Quem são os cães de ataque?
Sean Hannity
Ninguém faz o slogan da Fox News, de ser "justa e equilibrada", parecer mais ridículo do que Hannity. O apresentador é tão de direita quanto possível e é altamente eficaz como parte da propaganda republicana. Ele tem um show com o liberal Alan Colmes, mas Colmes faz o papel de apanhar, não de uma visão alternativa. Hannity promove o trabalho de Jerome Corsi.
Jerome Corsi
Corsi ganha a vida publicando livros em que prefere a polêmica aos fatos. O primeiro ataque do nativo de Cleveland foi contra John Kerry, num livro chamado Unfit for Command. Mas seu "grande sucesso" foi o The Obama Nation. É um bestseller na lista do New York Times.
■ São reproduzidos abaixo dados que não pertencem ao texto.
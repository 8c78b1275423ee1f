//! Indentation settings.
//!
//! The indent unit is process-wide: [`set_indent`] changes it for every
//! compilation that starts afterwards. Already produced text is never touched.
//! A compilation snapshots the unit into its [`CompileOptions`] when the
//! options are created.

use std::sync::RwLock;

const DEFAULT_INDENT: &str = "  ";

static INDENT: RwLock<Option<String>> = RwLock::new(None);

/// Set the process-wide indent unit used by future compilations.
pub fn set_indent(unit: impl Into<String>) {
    let mut guard = INDENT.write().unwrap_or_else(|e| e.into_inner());
    *guard = Some(unit.into());
}

/// The current process-wide indent unit (two spaces unless changed).
pub fn indent() -> String {
    let guard = INDENT.read().unwrap_or_else(|e| e.into_inner());
    guard.clone().unwrap_or_else(|| DEFAULT_INDENT.to_string())
}

/// Options for a single compilation.
#[derive(Debug, Clone, PartialEq, Eq)]
pub struct CompileOptions {
    /// Indent unit applied once per nesting level.
    pub indent: String,
}

impl Default for CompileOptions {
    fn default() -> Self {
        Self { indent: indent() }
    }
}

impl CompileOptions {
    pub fn with_indent(indent: impl Into<String>) -> Self {
        Self {
            indent: indent.into(),
        }
    }
}

/// Per-compile cache of indentation strings by level.
#[derive(Debug)]
pub(crate) struct Indent {
    unit: String,
    levels: Vec<String>,
}

impl Indent {
    pub(crate) fn new(unit: &str) -> Self {
        Self {
            unit: unit.to_string(),
            levels: vec![String::new()],
        }
    }

    pub(crate) fn at(&mut self, level: usize) -> &str {
        while self.levels.len() <= level {
            let next = self.unit.repeat(self.levels.len());
            self.levels.push(next);
        }
        &self.levels[level]
    }
}
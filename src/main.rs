use tracing_subscriber::EnvFilter;

#[tokio::main]
async fn main() -> anyhow::Result<()> {
    // stdout carries the MCP protocol; all diagnostics go to stderr
    tracing_subscriber::fmt()
        .with_env_filter(
            EnvFilter::try_from_default_env().unwrap_or_else(|_| EnvFilter::new("info")),
        )
        .with_writer(std::io::stderr)
        .init();

    if let Err(err) = turbo_scout::mcp::serve_stdio().await {
        anyhow::bail!("MCP server failed: {err}");
    }
    Ok(())
}
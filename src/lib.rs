//! Turbo.az listing extraction behind MCP tools.
//!
//! The site renders its search form and results with JavaScript and blocks
//! plain HTTP clients, so extraction drives a real headless browser: filter
//! criteria are resolved against the site's dropdown widgets to recover
//! internal numeric ids, a canonical search URL is built over the site's
//! full parameter schema, and the rendered markup is parsed into typed
//! records with per-field fallbacks.

pub mod error;
pub mod mcp;
pub mod models;
pub mod photos;
pub mod scrapers;

pub use error::{ScrapeError, ScrapeResult};
pub use models::{CarDetail, CarSummary, DropdownOption, MakesReport, SearchReport};
pub use scrapers::query::FilterCriteria;
pub use scrapers::TurboScraper;
pub mod dropdown;
pub mod extract;
pub mod query;
pub mod session;

use crate::error::{ScrapeError, ScrapeResult};
use crate::models::{CarDetail, MakesReport, SearchReport};
use chrono::Utc;
use dropdown::{CatalogSource, LiveCatalog};
use query::{detail_url, FilterCriteria, SearchQuery};
use scraper::Html;
use session::{RenderSession, WIDGET_TIMEOUT};
use std::sync::{Arc, Mutex};
use tracing::{info, warn};

/// Stages a search passes through, in order. Recorded so callers and tests
/// can assert which lookups actually ran.
#[derive(Debug, Clone, Copy, PartialEq, Eq)]
pub enum SearchStage {
    MakeLookup,
    ModelLookup,
    QueryBuilt,
    PageLoaded,
    Extracted,
}

/// Identifiers recovered from the site's dropdowns for one criteria set.
#[derive(Debug, Clone)]
pub struct ResolvedFilters {
    pub make_id: Option<String>,
    pub model_id: Option<String>,
    pub stages: Vec<SearchStage>,
}

fn trimmed(field: Option<&str>) -> Option<&str> {
    field.map(str::trim).filter(|s| !s.is_empty())
}

/// Resolve free-text make/model names to the site's internal ids.
///
/// A make with zero matches is terminal: the search is aborted before any
/// result page loads. A model miss is not, because the site still returns
/// valid results without the model filter. Model resolution requires a
/// make; a model given without one is ignored.
pub fn resolve_filters(
    catalog: &mut dyn CatalogSource,
    criteria: &FilterCriteria,
) -> ScrapeResult<ResolvedFilters> {
    let mut stages = Vec::new();
    let mut model_id = None;

    let Some(make) = trimmed(criteria.make.as_deref()) else {
        return Ok(ResolvedFilters {
            make_id: None,
            model_id: None,
            stages,
        });
    };

    stages.push(SearchStage::MakeLookup);
    let make_options = catalog.make_options()?;
    let Some(make_id) = dropdown::resolve(&make_options, make).map(str::to_string) else {
        let sample: Vec<&str> = make_options
            .iter()
            .take(20)
            .map(|o| o.label.as_str())
            .collect();
        warn!(make, ?sample, "make not found among dropdown options");
        return Err(ScrapeError::MakeNotFound {
            name: make.to_string(),
        });
    };

    if let Some(model) = trimmed(criteria.model.as_deref()) {
        stages.push(SearchStage::ModelLookup);
        let model_options = catalog.model_options(&make_id)?;
        model_id = dropdown::resolve(&model_options, model).map(str::to_string);
        if model_id.is_none() {
            info!(model, "model not found, searching without model filter");
        }
    }

    Ok(ResolvedFilters {
        make_id: Some(make_id),
        model_id,
        stages,
    })
}

fn search_blocking(
    session: &mut RenderSession,
    criteria: &FilterCriteria,
) -> ScrapeResult<SearchReport> {
    let mut resolved = {
        let mut catalog = LiveCatalog::new(session);
        resolve_filters(&mut catalog, criteria)?
    };

    let query = SearchQuery::build(
        criteria,
        resolved.make_id.as_deref(),
        resolved.model_id.as_deref(),
    );
    resolved.stages.push(SearchStage::QueryBuilt);
    info!(url = %query.url, "searching");

    session.navigate(&query.url)?;
    session.wait_for(".products-i", WIDGET_TIMEOUT)?;
    resolved.stages.push(SearchStage::PageLoaded);

    let doc = Html::parse_document(&session.page_html()?);
    let results = extract::extract_summaries(&doc, criteria.limit);
    let total_count = extract::extract_total_count(&doc, results.len());
    resolved.stages.push(SearchStage::Extracted);
    info!(
        returned = results.len(),
        %total_count,
        stages = ?resolved.stages,
        "search finished"
    );

    Ok(SearchReport {
        total_count,
        returned_count: results.len(),
        search_url: query.url,
        results,
        scraped_at: Utc::now(),
    })
}

fn detail_blocking(session: &mut RenderSession, url: &str) -> ScrapeResult<CarDetail> {
    info!(%url, "fetching details");
    session.navigate(url)?;
    session.wait_for(".product", WIDGET_TIMEOUT)?;
    let doc = Html::parse_document(&session.page_html()?);
    Ok(extract::extract_detail(&doc, url))
}

fn makes_blocking(session: &mut RenderSession, make: Option<&str>) -> ScrapeResult<MakesReport> {
    let mut catalog = LiveCatalog::new(session);
    match trimmed(make) {
        Some(make) => {
            let make_options = catalog.make_options()?;
            let make_id = dropdown::resolve(&make_options, make)
                .map(str::to_string)
                .ok_or_else(|| ScrapeError::MakeNotFound {
                    name: make.to_string(),
                })?;
            let models = catalog
                .model_options(&make_id)?
                .into_iter()
                .map(|o| o.label)
                .collect();
            Ok(MakesReport::ModelsForMake {
                make: make.to_string(),
                models,
            })
        }
        None => {
            let makes = catalog
                .make_options()?
                .into_iter()
                .map(|o| o.label)
                .collect();
            Ok(MakesReport::AllMakes { makes })
        }
    }
}

/// Turbo.az scraper: one browser session, one operation at a time.
///
/// Browser work is blocking process/network I/O; every public operation
/// offloads it to a dedicated worker thread so the calling protocol layer
/// stays responsive. The session mutex serializes operations by
/// construction.
pub struct TurboScraper {
    session: Arc<Mutex<RenderSession>>,
}

impl TurboScraper {
    pub fn new() -> Self {
        Self {
            session: Arc::new(Mutex::new(RenderSession::new())),
        }
    }

    async fn run_blocking<T, F>(&self, op: F) -> ScrapeResult<T>
    where
        F: FnOnce(&mut RenderSession) -> ScrapeResult<T> + Send + 'static,
        T: Send + 'static,
    {
        let session = Arc::clone(&self.session);
        tokio::task::spawn_blocking(move || {
            let mut guard = session.lock().unwrap_or_else(|e| e.into_inner());
            op(&mut guard)
        })
        .await
        .map_err(|e| ScrapeError::Unclassified(format!("scrape worker failed: {e}")))?
    }

    /// Search listings matching `criteria`, resolving make/model names to
    /// the site's internal ids first.
    pub async fn search_cars(&self, criteria: FilterCriteria) -> ScrapeResult<SearchReport> {
        self.run_blocking(move |session| search_blocking(session, &criteria))
            .await
    }

    /// Fetch the full record of one listing, by bare id or detail-page URL.
    pub async fn get_car_details(&self, listing: &str) -> ScrapeResult<CarDetail> {
        let url = detail_url(listing.trim());
        self.run_blocking(move |session| detail_blocking(session, &url))
            .await
    }

    /// List all makes, or the models of one make.
    pub async fn get_makes_models(&self, make: Option<String>) -> ScrapeResult<MakesReport> {
        self.run_blocking(move |session| makes_blocking(session, make.as_deref()))
            .await
    }

    /// Newest/popular/vip listings. The category picks which variant URL is
    /// logged; results come from an unfiltered search.
    pub async fn get_trending(&self, category: &str, limit: usize) -> ScrapeResult<SearchReport> {
        let variant_url = match category {
            "vip" => format!("{}/autos?q[extras][]=vip", query::BASE_URL),
            "popular" => format!("{}/autos?order=view_count", query::BASE_URL),
            _ => format!("{}/autos", query::BASE_URL),
        };
        info!(category, %variant_url, "trending request");
        let criteria = FilterCriteria {
            limit,
            ..Default::default()
        };
        self.search_cars(criteria).await
    }

    /// Tear down the browser session. Safe when none was ever created; the
    /// next operation lazily relaunches.
    pub async fn close(&self) {
        let _ = self
            .run_blocking(|session| {
                session.close();
                Ok(())
            })
            .await;
    }
}

impl Default for TurboScraper {
    fn default() -> Self {
        Self::new()
    }
}

#[cfg(test)]
mod tests {
    use super::*;
    use crate::models::DropdownOption;

    fn opt(value: &str, label: &str) -> DropdownOption {
        DropdownOption {
            value: value.to_string(),
            label: label.to_string(),
        }
    }

    /// Catalog fake that records which lookups ran and with what make id.
    struct FakeCatalog {
        makes: Vec<DropdownOption>,
        models: Vec<DropdownOption>,
        make_calls: usize,
        model_calls: Vec<String>,
    }

    impl FakeCatalog {
        fn new(makes: Vec<DropdownOption>, models: Vec<DropdownOption>) -> Self {
            Self {
                makes,
                models,
                make_calls: 0,
                model_calls: Vec::new(),
            }
        }
    }

    impl CatalogSource for FakeCatalog {
        fn make_options(&mut self) -> ScrapeResult<Vec<DropdownOption>> {
            self.make_calls += 1;
            Ok(self.makes.clone())
        }

        fn model_options(&mut self, make_id: &str) -> ScrapeResult<Vec<DropdownOption>> {
            self.model_calls.push(make_id.to_string());
            Ok(self.models.clone())
        }
    }

    #[test]
    fn no_make_skips_all_lookups() {
        let mut catalog = FakeCatalog::new(vec![], vec![]);
        let resolved = resolve_filters(&mut catalog, &FilterCriteria::default()).unwrap();
        assert!(resolved.make_id.is_none());
        assert!(resolved.stages.is_empty());
        assert_eq!(catalog.make_calls, 0);
    }

    #[test]
    fn make_without_model_skips_model_lookup() {
        let mut catalog = FakeCatalog::new(vec![opt("48", "Toyota")], vec![]);
        let criteria = FilterCriteria {
            make: Some("toyota".into()),
            ..Default::default()
        };
        let resolved = resolve_filters(&mut catalog, &criteria).unwrap();
        assert_eq!(resolved.make_id.as_deref(), Some("48"));
        assert_eq!(resolved.stages, vec![SearchStage::MakeLookup]);
        assert!(catalog.model_calls.is_empty());
    }

    #[test]
    fn unresolvable_make_is_terminal_and_names_the_make() {
        let mut catalog = FakeCatalog::new(vec![opt("3", "BMW")], vec![]);
        let criteria = FilterCriteria {
            make: Some("yugo".into()),
            model: Some("45".into()),
            ..Default::default()
        };
        let err = resolve_filters(&mut catalog, &criteria).unwrap_err();
        match err {
            ScrapeError::MakeNotFound { name } => assert_eq!(name, "yugo"),
            other => panic!("expected MakeNotFound, got {other:?}"),
        }
        // terminal before any model-side interaction
        assert!(catalog.model_calls.is_empty());
    }

    #[test]
    fn model_lookup_runs_against_the_selected_make() {
        let mut catalog = FakeCatalog::new(
            vec![opt("48", "Toyota")],
            vec![opt("193", "Camry"), opt("194", "Corolla")],
        );
        let criteria = FilterCriteria {
            make: Some("toyota".into()),
            model: Some("camry".into()),
            ..Default::default()
        };
        let resolved = resolve_filters(&mut catalog, &criteria).unwrap();
        assert_eq!(resolved.make_id.as_deref(), Some("48"));
        assert_eq!(resolved.model_id.as_deref(), Some("193"));
        assert_eq!(
            resolved.stages,
            vec![SearchStage::MakeLookup, SearchStage::ModelLookup]
        );
        // the selection phase used the id the make lookup produced
        assert_eq!(catalog.model_calls, vec!["48".to_string()]);
    }

    #[test]
    fn model_miss_is_not_fatal() {
        let mut catalog = FakeCatalog::new(vec![opt("48", "Toyota")], vec![opt("194", "Corolla")]);
        let criteria = FilterCriteria {
            make: Some("toyota".into()),
            model: Some("tercel".into()),
            ..Default::default()
        };
        let resolved = resolve_filters(&mut catalog, &criteria).unwrap();
        assert_eq!(resolved.make_id.as_deref(), Some("48"));
        assert!(resolved.model_id.is_none());
    }

    #[test]
    fn model_without_make_is_ignored() {
        let mut catalog = FakeCatalog::new(vec![], vec![opt("193", "Camry")]);
        let criteria = FilterCriteria {
            model: Some("camry".into()),
            ..Default::default()
        };
        let resolved = resolve_filters(&mut catalog, &criteria).unwrap();
        assert!(resolved.model_id.is_none());
        assert!(catalog.model_calls.is_empty());
    }

    #[test]
    fn resolved_ids_produce_a_model_free_url_when_model_missing() {
        let criteria = FilterCriteria {
            make: Some("toyota".into()),
            ..Default::default()
        };
        let query = SearchQuery::build(&criteria, Some("48"), None);
        assert!(!query
            .params
            .iter()
            .any(|(k, v)| *k == "q[model][]" && !v.is_empty()));
    }
}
Quando o título é falado rapidamente faz um trocadilho para "abominação". Corsi deve achar engraçado.
Rush Limbaugh
Um colosso dos conservadores dos Estados Unidos, o programa de rádio dele é ouvido por milhões. Tem um ponto-de-vista altamente conservador, no qual o aquecimento global não existe e há terroristas em todo canto. Ele sempre fala sobre a questão da raça de Barack Obama -- mas pediu aos ouvintes que apoiassem Obama nas primárias democratas, no que batrizou de Operação Caos, parte da estratégia de dividir o partido adversário.
Glenn Beck
Crítica do "politicamente correto" no rádio e na TV. Certa vez disse, do documentarista Michael Moore: "Estou pensando se poderia matá-lo pessoalmente ou poderia contratar alguém para fazê-lo. Acho que daria conta". Recentemente perguntou a um pastor, no ar: "Obama é o anti-Cristo?". Escreveu dois bestsellers: Um Livro Inconveniente e Os Estados Unidos Reais: do Coração e do Interior.
Steve Schmidt
Conhecido como "a Bala" por sua careca e sua tática, Schmidt é o autor da estratégia de ataque de John McCain. Ele é disciplinado e opera nos bastidores. É muito eficaz e ajudou a destruir John Kerry em 2004 e a reeleger Arnold Schwarzenegger como governador da Califórnia em 2006. O que não é comum para um profissional de campanha, diz que odeia Washington DC e prefere sua casa na cidade liberal de San Francisco.